Your goal –
Among the entries below, find every line that contains the string "provided", then copy it.

[Saved data entries]
::::::::::

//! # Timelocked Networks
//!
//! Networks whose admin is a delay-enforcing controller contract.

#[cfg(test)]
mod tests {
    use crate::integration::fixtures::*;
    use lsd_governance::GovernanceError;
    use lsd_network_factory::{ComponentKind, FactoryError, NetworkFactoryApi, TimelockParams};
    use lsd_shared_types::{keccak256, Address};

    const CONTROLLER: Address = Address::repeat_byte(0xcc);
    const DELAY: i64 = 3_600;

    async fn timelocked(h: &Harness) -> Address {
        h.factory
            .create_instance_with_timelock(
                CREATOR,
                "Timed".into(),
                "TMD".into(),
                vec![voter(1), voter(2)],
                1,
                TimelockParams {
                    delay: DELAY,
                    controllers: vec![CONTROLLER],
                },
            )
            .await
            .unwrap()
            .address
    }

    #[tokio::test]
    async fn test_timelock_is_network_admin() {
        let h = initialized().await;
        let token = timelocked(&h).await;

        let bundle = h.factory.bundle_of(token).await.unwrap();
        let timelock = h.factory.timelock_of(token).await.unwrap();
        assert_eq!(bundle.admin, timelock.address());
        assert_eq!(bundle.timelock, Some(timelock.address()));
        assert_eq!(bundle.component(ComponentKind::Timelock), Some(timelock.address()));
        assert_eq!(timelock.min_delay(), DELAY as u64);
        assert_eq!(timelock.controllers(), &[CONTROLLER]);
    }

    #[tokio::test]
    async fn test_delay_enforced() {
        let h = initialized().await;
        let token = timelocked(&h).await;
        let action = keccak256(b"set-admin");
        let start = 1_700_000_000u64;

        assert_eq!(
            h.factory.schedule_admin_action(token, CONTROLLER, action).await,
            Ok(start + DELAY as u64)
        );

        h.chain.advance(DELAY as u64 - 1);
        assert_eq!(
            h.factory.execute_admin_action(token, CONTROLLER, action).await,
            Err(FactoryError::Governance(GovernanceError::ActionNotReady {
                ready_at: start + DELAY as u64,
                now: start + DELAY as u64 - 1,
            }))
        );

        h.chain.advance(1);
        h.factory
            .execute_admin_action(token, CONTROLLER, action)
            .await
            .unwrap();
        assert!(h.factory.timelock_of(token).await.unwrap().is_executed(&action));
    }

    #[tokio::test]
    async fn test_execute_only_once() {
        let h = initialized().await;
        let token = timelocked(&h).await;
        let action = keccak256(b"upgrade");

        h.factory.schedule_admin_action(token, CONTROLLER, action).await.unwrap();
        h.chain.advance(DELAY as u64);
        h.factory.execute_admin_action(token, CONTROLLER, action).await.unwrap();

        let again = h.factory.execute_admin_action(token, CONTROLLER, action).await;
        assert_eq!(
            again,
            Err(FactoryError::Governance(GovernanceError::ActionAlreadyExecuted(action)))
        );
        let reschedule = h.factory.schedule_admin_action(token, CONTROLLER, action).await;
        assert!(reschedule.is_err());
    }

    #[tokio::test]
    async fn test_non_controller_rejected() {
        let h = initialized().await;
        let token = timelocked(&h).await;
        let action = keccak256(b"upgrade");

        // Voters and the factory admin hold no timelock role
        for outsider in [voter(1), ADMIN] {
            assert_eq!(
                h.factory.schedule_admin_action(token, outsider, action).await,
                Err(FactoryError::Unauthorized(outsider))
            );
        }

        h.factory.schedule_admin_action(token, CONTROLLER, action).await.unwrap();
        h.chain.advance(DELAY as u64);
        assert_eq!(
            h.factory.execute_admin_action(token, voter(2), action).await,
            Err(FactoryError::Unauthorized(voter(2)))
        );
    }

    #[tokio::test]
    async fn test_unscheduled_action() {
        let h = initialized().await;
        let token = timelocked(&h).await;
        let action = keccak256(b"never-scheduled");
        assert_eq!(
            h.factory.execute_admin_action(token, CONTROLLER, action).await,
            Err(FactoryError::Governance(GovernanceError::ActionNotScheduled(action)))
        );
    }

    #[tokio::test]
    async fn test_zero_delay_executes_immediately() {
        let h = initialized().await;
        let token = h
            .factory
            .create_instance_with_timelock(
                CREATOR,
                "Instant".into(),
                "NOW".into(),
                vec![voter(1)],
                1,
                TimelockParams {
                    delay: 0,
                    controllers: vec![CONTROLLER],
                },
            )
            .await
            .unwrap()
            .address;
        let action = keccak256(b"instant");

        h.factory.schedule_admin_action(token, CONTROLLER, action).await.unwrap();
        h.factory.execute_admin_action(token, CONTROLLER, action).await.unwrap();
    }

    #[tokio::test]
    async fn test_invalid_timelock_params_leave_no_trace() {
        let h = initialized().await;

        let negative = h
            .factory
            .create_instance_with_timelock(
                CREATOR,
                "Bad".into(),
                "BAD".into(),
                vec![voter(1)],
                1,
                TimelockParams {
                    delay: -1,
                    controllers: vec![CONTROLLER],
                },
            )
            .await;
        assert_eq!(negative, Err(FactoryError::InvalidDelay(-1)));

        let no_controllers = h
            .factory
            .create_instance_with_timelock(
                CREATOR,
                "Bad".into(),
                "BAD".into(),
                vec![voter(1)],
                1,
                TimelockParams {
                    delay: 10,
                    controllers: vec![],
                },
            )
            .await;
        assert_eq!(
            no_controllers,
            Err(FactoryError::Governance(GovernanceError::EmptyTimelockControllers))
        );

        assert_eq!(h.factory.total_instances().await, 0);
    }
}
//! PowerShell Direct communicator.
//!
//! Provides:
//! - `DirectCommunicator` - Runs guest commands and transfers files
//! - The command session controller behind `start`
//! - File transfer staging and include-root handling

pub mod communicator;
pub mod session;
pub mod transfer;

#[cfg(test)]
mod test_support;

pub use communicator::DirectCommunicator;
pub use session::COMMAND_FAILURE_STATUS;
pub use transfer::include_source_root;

::::::::::

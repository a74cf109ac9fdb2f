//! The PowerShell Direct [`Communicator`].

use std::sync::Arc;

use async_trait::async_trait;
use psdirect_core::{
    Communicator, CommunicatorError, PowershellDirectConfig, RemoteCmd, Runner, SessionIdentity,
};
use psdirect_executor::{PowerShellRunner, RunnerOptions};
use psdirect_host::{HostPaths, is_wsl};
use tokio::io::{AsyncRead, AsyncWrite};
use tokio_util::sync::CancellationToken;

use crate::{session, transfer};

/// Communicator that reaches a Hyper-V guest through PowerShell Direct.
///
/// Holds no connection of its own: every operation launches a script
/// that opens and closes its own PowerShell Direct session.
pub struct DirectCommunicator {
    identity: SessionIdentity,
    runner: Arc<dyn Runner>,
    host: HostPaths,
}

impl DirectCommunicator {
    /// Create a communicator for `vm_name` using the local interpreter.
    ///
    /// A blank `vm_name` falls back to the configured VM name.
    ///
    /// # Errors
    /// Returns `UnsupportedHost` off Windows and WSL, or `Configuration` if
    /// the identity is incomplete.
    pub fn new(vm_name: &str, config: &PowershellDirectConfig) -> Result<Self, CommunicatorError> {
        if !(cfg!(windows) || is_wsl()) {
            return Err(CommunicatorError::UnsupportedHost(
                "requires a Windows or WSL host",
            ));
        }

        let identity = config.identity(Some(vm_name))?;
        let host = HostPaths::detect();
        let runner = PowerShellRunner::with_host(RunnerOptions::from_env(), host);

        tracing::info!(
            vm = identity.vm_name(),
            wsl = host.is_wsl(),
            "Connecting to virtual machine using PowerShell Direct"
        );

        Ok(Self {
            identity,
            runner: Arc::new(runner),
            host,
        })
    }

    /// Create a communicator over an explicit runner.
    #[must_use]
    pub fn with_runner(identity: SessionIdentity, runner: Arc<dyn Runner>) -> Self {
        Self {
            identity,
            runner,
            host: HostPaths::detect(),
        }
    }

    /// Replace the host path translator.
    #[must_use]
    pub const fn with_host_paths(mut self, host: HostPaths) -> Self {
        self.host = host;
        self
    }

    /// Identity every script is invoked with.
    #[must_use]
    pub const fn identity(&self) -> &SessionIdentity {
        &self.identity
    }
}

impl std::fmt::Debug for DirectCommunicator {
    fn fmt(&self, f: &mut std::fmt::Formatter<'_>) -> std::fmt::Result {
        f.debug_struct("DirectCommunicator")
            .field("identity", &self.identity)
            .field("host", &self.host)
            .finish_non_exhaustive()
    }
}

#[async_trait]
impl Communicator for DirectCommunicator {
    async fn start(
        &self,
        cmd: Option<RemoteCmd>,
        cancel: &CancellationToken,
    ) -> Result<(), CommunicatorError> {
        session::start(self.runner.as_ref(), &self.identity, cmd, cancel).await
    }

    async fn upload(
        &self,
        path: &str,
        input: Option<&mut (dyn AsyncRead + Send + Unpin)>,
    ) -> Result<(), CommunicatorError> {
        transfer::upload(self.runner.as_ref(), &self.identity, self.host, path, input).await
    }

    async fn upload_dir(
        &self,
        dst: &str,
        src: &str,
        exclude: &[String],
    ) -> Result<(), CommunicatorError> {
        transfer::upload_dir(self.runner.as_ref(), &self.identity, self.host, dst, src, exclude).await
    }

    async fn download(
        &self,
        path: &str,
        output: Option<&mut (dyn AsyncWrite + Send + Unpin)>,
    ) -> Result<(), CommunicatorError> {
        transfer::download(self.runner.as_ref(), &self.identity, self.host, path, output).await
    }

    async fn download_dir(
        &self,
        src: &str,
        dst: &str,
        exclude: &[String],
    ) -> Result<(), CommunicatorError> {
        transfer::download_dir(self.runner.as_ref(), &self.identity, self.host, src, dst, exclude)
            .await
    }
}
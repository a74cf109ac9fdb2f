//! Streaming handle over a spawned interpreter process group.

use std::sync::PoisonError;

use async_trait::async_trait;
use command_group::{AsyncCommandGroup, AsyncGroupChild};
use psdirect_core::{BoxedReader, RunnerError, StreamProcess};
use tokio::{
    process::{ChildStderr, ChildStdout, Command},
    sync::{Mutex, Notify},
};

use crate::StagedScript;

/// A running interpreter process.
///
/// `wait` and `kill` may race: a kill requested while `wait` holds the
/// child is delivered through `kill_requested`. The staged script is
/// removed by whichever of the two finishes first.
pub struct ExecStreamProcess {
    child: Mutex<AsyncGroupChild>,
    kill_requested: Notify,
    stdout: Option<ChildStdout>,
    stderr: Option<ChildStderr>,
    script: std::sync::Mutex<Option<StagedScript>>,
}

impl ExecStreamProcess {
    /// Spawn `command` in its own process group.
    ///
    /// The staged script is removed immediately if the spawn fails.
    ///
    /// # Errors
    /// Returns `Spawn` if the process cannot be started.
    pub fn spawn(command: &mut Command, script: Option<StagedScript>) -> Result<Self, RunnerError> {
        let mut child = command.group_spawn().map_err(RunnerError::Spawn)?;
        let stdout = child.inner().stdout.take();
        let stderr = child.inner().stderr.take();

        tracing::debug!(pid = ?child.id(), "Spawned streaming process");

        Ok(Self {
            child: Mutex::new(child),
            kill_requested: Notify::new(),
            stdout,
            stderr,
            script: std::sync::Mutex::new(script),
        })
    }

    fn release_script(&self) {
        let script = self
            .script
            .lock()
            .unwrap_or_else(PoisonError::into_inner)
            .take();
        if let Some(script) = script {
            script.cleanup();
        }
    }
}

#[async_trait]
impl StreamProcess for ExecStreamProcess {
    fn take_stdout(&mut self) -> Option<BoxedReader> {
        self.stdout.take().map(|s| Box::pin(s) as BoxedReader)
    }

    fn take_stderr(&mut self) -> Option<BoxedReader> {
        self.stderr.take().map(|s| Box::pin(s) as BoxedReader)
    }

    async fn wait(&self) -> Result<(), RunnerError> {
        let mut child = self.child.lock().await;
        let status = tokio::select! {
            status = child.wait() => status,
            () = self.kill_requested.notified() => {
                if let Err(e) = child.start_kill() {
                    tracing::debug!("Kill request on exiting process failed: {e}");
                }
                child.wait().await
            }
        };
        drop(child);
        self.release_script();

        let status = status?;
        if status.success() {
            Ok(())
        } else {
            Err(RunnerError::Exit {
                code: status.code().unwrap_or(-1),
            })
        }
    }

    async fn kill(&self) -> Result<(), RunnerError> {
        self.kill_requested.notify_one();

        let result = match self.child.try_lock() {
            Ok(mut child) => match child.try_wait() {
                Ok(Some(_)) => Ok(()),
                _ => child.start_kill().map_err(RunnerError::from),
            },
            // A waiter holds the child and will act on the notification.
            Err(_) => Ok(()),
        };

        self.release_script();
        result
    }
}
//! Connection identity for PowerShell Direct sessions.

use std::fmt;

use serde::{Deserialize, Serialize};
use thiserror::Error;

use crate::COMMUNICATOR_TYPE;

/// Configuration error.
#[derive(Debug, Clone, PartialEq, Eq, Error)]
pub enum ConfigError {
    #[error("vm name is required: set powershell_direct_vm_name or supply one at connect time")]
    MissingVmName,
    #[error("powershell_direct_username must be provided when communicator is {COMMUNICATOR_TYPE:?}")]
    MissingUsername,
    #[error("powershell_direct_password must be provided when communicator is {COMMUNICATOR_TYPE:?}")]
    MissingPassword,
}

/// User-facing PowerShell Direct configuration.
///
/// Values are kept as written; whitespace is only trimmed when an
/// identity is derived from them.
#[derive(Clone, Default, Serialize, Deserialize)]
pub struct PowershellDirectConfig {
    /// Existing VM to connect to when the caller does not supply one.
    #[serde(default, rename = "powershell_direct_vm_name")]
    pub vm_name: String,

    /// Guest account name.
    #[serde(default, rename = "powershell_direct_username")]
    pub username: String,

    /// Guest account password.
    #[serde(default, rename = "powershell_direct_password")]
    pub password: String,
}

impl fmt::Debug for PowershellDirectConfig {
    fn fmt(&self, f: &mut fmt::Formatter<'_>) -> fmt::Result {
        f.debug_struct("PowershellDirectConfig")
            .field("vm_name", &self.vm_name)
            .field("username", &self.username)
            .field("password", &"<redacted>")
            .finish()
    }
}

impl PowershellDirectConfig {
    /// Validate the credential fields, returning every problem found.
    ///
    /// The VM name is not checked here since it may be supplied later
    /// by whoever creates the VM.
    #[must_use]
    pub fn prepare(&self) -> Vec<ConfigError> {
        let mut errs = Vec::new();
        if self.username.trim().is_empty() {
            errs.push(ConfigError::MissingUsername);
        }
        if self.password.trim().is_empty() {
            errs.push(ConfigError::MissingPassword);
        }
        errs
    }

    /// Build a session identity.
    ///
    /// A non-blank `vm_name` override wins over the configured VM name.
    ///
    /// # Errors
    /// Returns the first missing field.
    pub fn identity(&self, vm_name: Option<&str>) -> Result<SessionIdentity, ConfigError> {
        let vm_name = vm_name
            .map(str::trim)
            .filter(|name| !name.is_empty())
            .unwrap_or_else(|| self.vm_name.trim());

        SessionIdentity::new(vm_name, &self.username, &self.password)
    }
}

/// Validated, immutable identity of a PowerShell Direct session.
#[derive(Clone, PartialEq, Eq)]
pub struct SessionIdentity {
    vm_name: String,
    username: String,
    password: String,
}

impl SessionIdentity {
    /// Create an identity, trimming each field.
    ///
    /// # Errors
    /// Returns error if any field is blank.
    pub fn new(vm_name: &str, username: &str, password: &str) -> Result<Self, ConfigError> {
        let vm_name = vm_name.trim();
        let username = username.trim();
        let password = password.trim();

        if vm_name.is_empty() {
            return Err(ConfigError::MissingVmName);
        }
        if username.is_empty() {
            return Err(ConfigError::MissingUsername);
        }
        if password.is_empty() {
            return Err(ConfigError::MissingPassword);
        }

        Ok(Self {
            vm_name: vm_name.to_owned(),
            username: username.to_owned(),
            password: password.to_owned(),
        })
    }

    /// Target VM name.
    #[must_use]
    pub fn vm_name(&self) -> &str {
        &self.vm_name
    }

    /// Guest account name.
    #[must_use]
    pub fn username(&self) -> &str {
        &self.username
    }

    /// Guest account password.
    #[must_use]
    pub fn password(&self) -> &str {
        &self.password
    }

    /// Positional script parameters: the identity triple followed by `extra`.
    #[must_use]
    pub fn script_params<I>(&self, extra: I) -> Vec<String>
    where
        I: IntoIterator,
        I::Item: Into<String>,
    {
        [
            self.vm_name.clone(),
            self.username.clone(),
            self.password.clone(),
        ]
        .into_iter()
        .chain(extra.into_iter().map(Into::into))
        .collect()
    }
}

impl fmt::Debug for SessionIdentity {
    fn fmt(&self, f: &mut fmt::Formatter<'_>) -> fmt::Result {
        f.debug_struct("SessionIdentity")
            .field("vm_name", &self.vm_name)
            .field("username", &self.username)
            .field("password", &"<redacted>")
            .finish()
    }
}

::::::::::

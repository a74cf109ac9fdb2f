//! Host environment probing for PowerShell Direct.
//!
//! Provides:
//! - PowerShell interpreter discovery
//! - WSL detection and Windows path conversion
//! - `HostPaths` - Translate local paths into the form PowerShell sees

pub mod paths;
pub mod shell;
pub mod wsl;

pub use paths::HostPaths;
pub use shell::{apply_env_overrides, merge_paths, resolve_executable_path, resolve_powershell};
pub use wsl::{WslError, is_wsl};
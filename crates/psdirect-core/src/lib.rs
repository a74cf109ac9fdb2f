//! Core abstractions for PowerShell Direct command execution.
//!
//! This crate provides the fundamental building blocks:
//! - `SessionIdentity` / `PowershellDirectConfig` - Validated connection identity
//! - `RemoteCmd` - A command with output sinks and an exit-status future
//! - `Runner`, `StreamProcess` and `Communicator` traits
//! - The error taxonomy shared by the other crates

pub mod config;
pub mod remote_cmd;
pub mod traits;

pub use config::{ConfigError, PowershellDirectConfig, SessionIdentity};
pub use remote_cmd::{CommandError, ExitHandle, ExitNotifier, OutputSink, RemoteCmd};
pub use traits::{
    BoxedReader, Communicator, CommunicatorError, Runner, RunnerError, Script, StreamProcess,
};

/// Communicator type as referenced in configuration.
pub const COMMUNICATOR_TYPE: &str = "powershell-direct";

::::::::::

Answer for the task –
    #[error("powershell_direct_username must be provided when communicator is {COMMUNICATOR_TYPE:?}")]
    #[error("powershell_direct_password must be provided when communicator is {COMMUNICATOR_TYPE:?}")]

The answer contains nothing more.